Les explications et les non-dits des deux femmes lui apprirent qu'elle avait bien vaqué pour que dalle durant tout le jour : c'était sans conteste l'enfant qu'elle avait croisé au tout début de ses recherches et qu'elle avait écarté qui se tenait là. Et la dodue dame qui comme avant lui tenait la menotte était son ancienne nourrice, d'où son regard si tendre et maternel.
La petite en la voyant au marché s'était précipitée vers elle, mais sa mère l'avait ainsi perdue de vue en faisant des courses et le flot de la foule les avaient éloignées davantage encore. Pile assez pour que la génitrice pique une crise d'angoisse en même temps que sa puinée.
Si le chagrin de la seconde avait trouvé une fin quand la main de sa si rassurante nourrice l'avait nourrie de cent et une douceurs, celui de sa mère avait subsisté jusqu'à ce que sa fillette apparaisse à nouveau devant elle et ce malgré la promesse bancale de Clara et la présence du soldat. Le trio avait marché en encadrant leur fugitive préférée, jusqu'à se trouver devant la taverne ici présente et avait décidé d'y diner avant de repartir se reposer. Leur rencontre à toutes quatre n'était que de la pure chance, donc, mais les deux ainées assurèrent à la jeune Arnstven qu'elles ne savaient comment la remercier.
Sentant pointer une migraine suite à toutes les péripéties de sa journée, la guerrière haussa finalement les épaules, un peu trop dégoutée pour cacher son envie de fuir.
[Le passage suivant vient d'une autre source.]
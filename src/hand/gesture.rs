//! Gesture classification of a single hand.
//!
//! All predicates in this module are pure functions of a [`LandmarkSet`]. They are intentionally
//! simple 2D tests and do not try to account for camera roll or hands held sideways.

use nalgebra::distance;

use crate::resolution::Resolution;

use super::landmark::{Finger, Handedness, Landmark, LandmarkIdx, LandmarkSet};

/// Returns whether a non-thumb finger is extended.
///
/// The finger counts as extended if its tip lies strictly above (has a smaller `y` than) the
/// reference joint `pip`.
pub fn is_finger_extended(set: &LandmarkSet, tip: LandmarkIdx, pip: LandmarkIdx) -> bool {
    set.get(tip).y() < set.get(pip).y()
}

/// Returns whether the thumb is extended, given the hand it belongs to.
///
/// The thumb abducts sideways, so this compares the `x` coordinates of its tip and MCP joint. The
/// direction is mirrored between left and right hands: a right thumb is extended when its tip is
/// left of the MCP joint, a left thumb when its tip is right of it.
///
/// `handedness` is taken separately from the [`LandmarkSet`]'s own label so that callers can
/// evaluate the rule for either hand.
pub fn is_thumb_extended(set: &LandmarkSet, handedness: Handedness) -> bool {
    let tip = set.get(LandmarkIdx::ThumbTip).x();
    let mcp = set.get(LandmarkIdx::ThumbMcp).x();
    match handedness {
        Handedness::Right => tip < mcp,
        Handedness::Left => tip > mcp,
    }
}

/// Computes the distance between two landmarks in pixels of a frame with resolution `res`.
pub fn euclidean_distance(a: Landmark, b: Landmark, res: Resolution) -> f32 {
    distance(&a.to_pixels(res), &b.to_pixels(res))
}

/// Pixel distance thresholds for the pinch and open-palm gestures.
///
/// The defaults were tuned for a 640x480 camera image. Since the thresholds are in pixels, they
/// have to be adjusted for other resolutions, either manually or with [`Thresholds::scaled_to`].
#[derive(Debug, Clone, Copy, PartialEq)]
pub struct Thresholds {
    pinch_px: f32,
    open_px: f32,
}

impl Default for Thresholds {
    fn default() -> Self {
        Self {
            pinch_px: Self::DEFAULT_PINCH_PX,
            open_px: Self::DEFAULT_OPEN_PX,
        }
    }
}

impl Thresholds {
    /// Thumb tip and index tip closer than this are a pinch.
    pub const DEFAULT_PINCH_PX: f32 = 30.0;

    /// Wrist and index tip farther apart than this are an open hand.
    pub const DEFAULT_OPEN_PX: f32 = 100.0;

    /// Resolution the default thresholds are meant for.
    pub const REFERENCE_RESOLUTION: Resolution = Resolution::RES_VGA;

    /// Sets the pinch distance threshold in pixels.
    pub fn pinch_distance(self, px: f32) -> Self {
        Self {
            pinch_px: px,
            ..self
        }
    }

    /// Sets the open-palm distance threshold in pixels.
    pub fn open_distance(self, px: f32) -> Self {
        Self {
            open_px: px,
            ..self
        }
    }

    pub fn pinch_px(&self) -> f32 {
        self.pinch_px
    }

    pub fn open_px(&self) -> f32 {
        self.open_px
    }

    /// Scales both thresholds from [`Thresholds::REFERENCE_RESOLUTION`] to `res`, proportionally
    /// to the frame diagonal.
    pub fn scaled_to(self, res: Resolution) -> Self {
        let factor = res.diagonal() / Self::REFERENCE_RESOLUTION.diagonal();
        Self {
            pinch_px: self.pinch_px * factor,
            open_px: self.open_px * factor,
        }
    }
}

/// The gestures recognized on a single hand in a single frame.
#[derive(Debug, Clone, PartialEq)]
pub struct GestureResult {
    fingers: [bool; 5],
    is_pinch: bool,
    is_open: bool,
    handedness: Handedness,
    wrist: Landmark,
    confidence: Option<f32>,
}

impl GestureResult {
    /// Returns the number of extended fingers, from 0 (closed fist) to 5.
    pub fn fingers_extended(&self) -> u8 {
        self.fingers.iter().filter(|&&ext| ext).count() as u8
    }

    /// Returns the per-finger extension flags, ordered like [`Finger::ALL`].
    pub fn fingers(&self) -> [bool; 5] {
        self.fingers
    }

    pub fn is_extended(&self, finger: Finger) -> bool {
        self.fingers[finger as usize]
    }

    /// Returns the number shown by the hand, if any.
    ///
    /// A closed fist does not show a number, so this returns [`None`] instead of `Some(0)`.
    pub fn number(&self) -> Option<u8> {
        match self.fingers_extended() {
            0 => None,
            n => Some(n),
        }
    }

    /// Whether thumb tip and index tip are pinched together ("click").
    pub fn is_pinch(&self) -> bool {
        self.is_pinch
    }

    /// Whether the hand is open (index tip far from the wrist).
    pub fn is_open(&self) -> bool {
        self.is_open
    }

    pub fn handedness(&self) -> Handedness {
        self.handedness
    }

    /// Returns the wrist landmark, for placing labels next to the hand.
    pub fn wrist(&self) -> Landmark {
        self.wrist
    }

    /// The detector's confidence for this hand, if it was supplied.
    pub fn confidence(&self) -> Option<f32> {
        self.confidence
    }

    pub(crate) fn with_confidence(self, confidence: f32) -> Self {
        Self {
            confidence: Some(confidence),
            ..self
        }
    }

    /// Replaces the gesture flags while keeping the hand's identity and position.
    pub(crate) fn with_gestures(self, fingers: [bool; 5], is_pinch: bool, is_open: bool) -> Self {
        Self {
            fingers,
            is_pinch,
            is_open,
            ..self
        }
    }
}

/// Classifies the gestures of a single hand.
///
/// Classification is a pure function of the [`LandmarkSet`] and frame [`Resolution`]; the
/// classifier holds nothing but its [`Thresholds`].
#[derive(Debug, Clone, Default)]
pub struct GestureClassifier {
    thresholds: Thresholds,
}

impl GestureClassifier {
    pub fn new(thresholds: Thresholds) -> Self {
        Self { thresholds }
    }

    pub fn thresholds(&self) -> &Thresholds {
        &self.thresholds
    }

    /// Classifies the hand described by `set`, detected in a frame of resolution `res`.
    pub fn classify(&self, set: &LandmarkSet, res: Resolution) -> GestureResult {
        let handedness = set.handedness();

        let mut fingers = [false; 5];
        for (ext, finger) in fingers.iter_mut().zip(Finger::ALL) {
            *ext = match finger {
                Finger::Thumb => is_thumb_extended(set, handedness),
                _ => is_finger_extended(set, finger.tip(), finger.reference_joint()),
            };
        }

        let thumb_tip = set.get(LandmarkIdx::ThumbTip);
        let index_tip = set.get(LandmarkIdx::IndexFingerTip);
        let wrist = set.get(LandmarkIdx::Wrist);

        let is_pinch = euclidean_distance(thumb_tip, index_tip, res) < self.thresholds.pinch_px;
        let is_open = euclidean_distance(wrist, index_tip, res) > self.thresholds.open_px;

        GestureResult {
            fingers,
            is_pinch,
            is_open,
            handedness,
            wrist,
            confidence: None,
        }
    }
}
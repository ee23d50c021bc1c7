//! Exponential Moving Average.

use super::Filter;

/// Exponential Moving Average – a weighted moving average whose weight decreases exponentially.
#[derive(Debug, Clone)]
pub struct Ema {
    alpha: f32,
    last: Option<f32>,
}

impl Ema {
    /// Creates a new Exponential Moving Average filter.
    ///
    /// The `alpha` parameter must be between 0.0 and 1.0 and defines how quickly the weight of
    /// older values should decay. Values close to 1.0 very strongly favor recent values over older
    /// values, while values closer to 0.0 favor more recent values less strongly.
    ///
    /// # Panics
    ///
    /// This method will panic if `alpha` is not in between 0.0 and 1.0.
    pub fn new(alpha: f32) -> Self {
        assert!((0.0..=1.0).contains(&alpha));
        Self { alpha, last: None }
    }

    /// Returns the most recent filtered value, if any value was pushed since the last reset.
    pub fn last(&self) -> Option<f32> {
        self.last
    }
}

impl Filter<f32> for Ema {
    fn push(&mut self, value: f32) -> f32 {
        let avg = match self.last {
            Some(last) => self.alpha * value + (1.0 - self.alpha) * last,
            None => value,
        };
        self.last = Some(avg);
        avg
    }

    fn reset(&mut self) {
        self.last = None;
    }
}

#[cfg(test)]
mod tests {
    use super::*;

    #[test]
    fn test_ema() {
        let mut filter = Ema::new(0.5);
        assert_eq!(filter.push(1.0), 1.0);
        assert_eq!(filter.push(2.0), 1.5);
        assert_eq!(filter.push(2.0), 1.75);

        filter.reset();
        assert_eq!(filter.last(), None);
        assert_eq!(filter.push(4.0), 4.0);
    }
}
//! Performance measurement tools.

use std::{
    fmt, mem,
    sync::{Mutex, MutexGuard, PoisonError},
    time::{Duration, Instant},
};

use itertools::Itertools;

use crate::filter::{Ema, Filter};

const EMA_ALPHA: f32 = 0.3;

/// A timer that can measure and average the time an operation takes.
///
/// Collected timings are averaged and reset when the timer is displayed using `{}`
/// ([`std::fmt::Display`]).
pub struct Timer {
    name: &'static str,
    state: Mutex<State>,
}

struct State {
    ema: Ema,
    /// The number of time measurements that contributed to the current average.
    count: usize,
}

impl Timer {
    /// Creates a new timer.
    pub fn new(name: &'static str) -> Self {
        Self {
            name,
            state: Mutex::new(State {
                ema: Ema::new(EMA_ALPHA),
                count: 0,
            }),
        }
    }

    /// Invokes a closure, measuring and recording the time it takes.
    pub fn time<T>(&self, timee: impl FnOnce() -> T) -> T {
        let _guard = self.start();
        timee()
    }

    /// Starts timing an operation using a drop guard.
    ///
    /// When the returned [`TimerGuard`] is dropped, the time between the call to `start` and the
    /// drop is measured and recorded.
    pub fn start(&self) -> TimerGuard<'_> {
        TimerGuard {
            start: Instant::now(),
            timer: self,
        }
    }

    /// Returns the number of measurements recorded since the timer was last displayed.
    pub fn count(&self) -> usize {
        self.lock().count
    }

    fn lock(&self) -> MutexGuard<'_, State> {
        // Timings are diagnostics only, a panic while holding the lock can't corrupt them.
        self.state.lock().unwrap_or_else(PoisonError::into_inner)
    }

    fn stop(&self, start: Instant) {
        let duration = start.elapsed();
        let mut state = self.lock();
        state.ema.push(duration.as_secs_f32());
        state.count += 1;
    }
}

/// Displays the average recorded time and resets it.
impl fmt::Display for Timer {
    fn fmt(&self, f: &mut fmt::Formatter<'_>) -> fmt::Result {
        let mut state = self.lock();
        let avg = state.ema.last().unwrap_or(0.0);
        state.ema.reset();
        let len = mem::replace(&mut state.count, 0);
        let avg_ms = avg * 1000.0;

        write!(f, "{}: {len}x{avg_ms:.01}ms", self.name)
    }
}

/// Cloning a timer resets its collected timings.
impl Clone for Timer {
    fn clone(&self) -> Self {
        Self::new(self.name)
    }
}

impl fmt::Debug for Timer {
    fn fmt(&self, f: &mut fmt::Formatter<'_>) -> fmt::Result {
        f.debug_struct("Timer").field("name", &self.name).finish()
    }
}

/// Guard returned by [`Timer::start`]. Stops timing the operation when dropped.
pub struct TimerGuard<'a> {
    start: Instant,
    timer: &'a Timer,
}

impl Drop for TimerGuard<'_> {
    fn drop(&mut self) {
        self.timer.stop(self.start);
    }
}

/// Logs frames per second with optional extra data.
pub struct FpsCounter {
    name: String,
    frames: u32,
    start: Instant,
}

impl FpsCounter {
    pub fn new<N: Into<String>>(name: N) -> Self {
        Self {
            name: name.into(),
            frames: 0,
            start: Instant::now(),
        }
    }

    /// Advances the frame counter by 1 and logs FPS if one second has passed.
    pub fn tick(&mut self) {
        self.tick_with(None::<&Timer>);
    }

    /// Advances the frame counter by 1 and logs FPS and `extra` data if one second has passed.
    ///
    /// `extra` is only iterated when a log message is emitted.
    pub fn tick_with<D: fmt::Display, I: IntoIterator<Item = D>>(&mut self, extra: I) {
        self.frames += 1;
        if self.start.elapsed() <= Duration::from_secs(1) {
            return;
        }

        let extra = extra.into_iter().join(", ");
        if extra.is_empty() {
            log::debug!("{}: {} FPS", self.name, self.frames);
        } else {
            log::debug!("{}: {} FPS ({})", self.name, self.frames, extra);
        }

        self.frames = 0;
        self.start = Instant::now();
    }
}
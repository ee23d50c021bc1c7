//! Hand gesture classification from per-frame hand landmark observations.
//!
//! `handsign` turns the 21-point hand skeletons produced by a MediaPipe-style hand landmark
//! detector into discrete gestures: a digit count (0 to 5 extended fingers), a pinch/click flag,
//! and an open-palm flag. Detection itself, video capture, and drawing are left to the caller.
//!
//! The entry points are [`hand::gesture::GestureClassifier`], which classifies a single
//! [`hand::landmark::LandmarkSet`], and [`frame::FrameEvaluator`], which classifies all hands
//! detected in a video frame and measures the frame rate.
//!
//! # Coordinates
//!
//! Landmarks use the detector's normalized image coordinates: X points to the right, Y points
//! *down*, and both are fractions of the frame size (typically in range 0.0 to 1.0, but values
//! slightly outside that range are emitted near the frame edges and are accepted as-is).
//!
//! Distance thresholds are specified in pixels, so every classification needs the [`Resolution`]
//! of the frame the landmarks were detected in.
//!
//! # Environment Variables
//!
//! The library itself does not read any environment variables. The `handsign` binary can be
//! configured with:
//!
//! * `HANDSIGN_PINCH_PX`: pinch distance threshold in pixels (default: 30).
//! * `HANDSIGN_OPEN_PX`: open-palm distance threshold in pixels (default: 100).
//! * `HANDSIGN_MIN_CONFIDENCE`: minimum detector confidence of a hand (default: 0.8).
//! * `HANDSIGN_MAX_HANDS`: maximum number of hands classified per frame (default: 2).
//! * `HANDSIGN_SMOOTHING`: number of consecutive frames a gesture has to be observed in before it
//!   is reported. Unset, `0` and `1` disable smoothing (the default).
//!
//! [`Resolution`]: resolution::Resolution

use log::LevelFilter;

pub mod error;
pub mod filter;
pub mod frame;
pub mod hand;
pub mod overlay;
pub mod resolution;
pub mod timer;


/// macro-use only, not part of public API.
#[doc(hidden)]
pub fn init_logger(calling_crate: &'static str) {
    let log_level = if cfg!(debug_assertions) {
        LevelFilter::Trace
    } else {
        LevelFilter::Debug
    };
    env_logger::Builder::new()
        .filter(Some(calling_crate), log_level)
        .filter(Some(env!("CARGO_CRATE_NAME")), log_level)
        .parse_default_env()
        .try_init()
        .ok();
}

/// Initializes logging to *stderr*.
///
/// If `cfg!(debug_assertions)` is enabled, the calling crate and `handsign` will log at *trace*
/// level. Otherwise, they will log at *debug* level. `RUST_LOG` can be used to override this.
///
/// If a global logger is already registered, this macro will do nothing.
#[macro_export]
macro_rules! init_logger {
    () => {
        $crate::init_logger(env!("CARGO_CRATE_NAME"))
    };
}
" Veillez mieux sur elle. "


Se contenta-t-elle de grogner peu distinctement avant de filer, sourde à l'effusion de promesses que lui firent ses deux interlocutrices. Sans un mot de plus, trop fatiguée, déprimée de n'avoir pas même été capable de retrouver la gamine seule, elle reprit la route du château en remettant à demain son souhait de faire du vide dans les ruelles de Ferèsis.
Il lui fallait vraiment se reposer, cette dernière rencontre ayant fini de lui prendre le peu de motivation qui lui restait. Dire qu'elle s'était inquiétée toutes ces heures pour rien... Et qu'elle n'aurait sans doute que sa moitié de brioche à manger, vu combien elle allait être en retard pour le dîner !



Quelques jours plus tard, avec moult cajoleries, ce fut son frère qu'elle tenta de motiver pour offrir à leur père l'amulette étrange qu'elle avait payé. Avant de, finalement, l'accrocher à une des armes de sa salle d'entrainement, sans leur en toucher un mot à l'un comme à l'autre.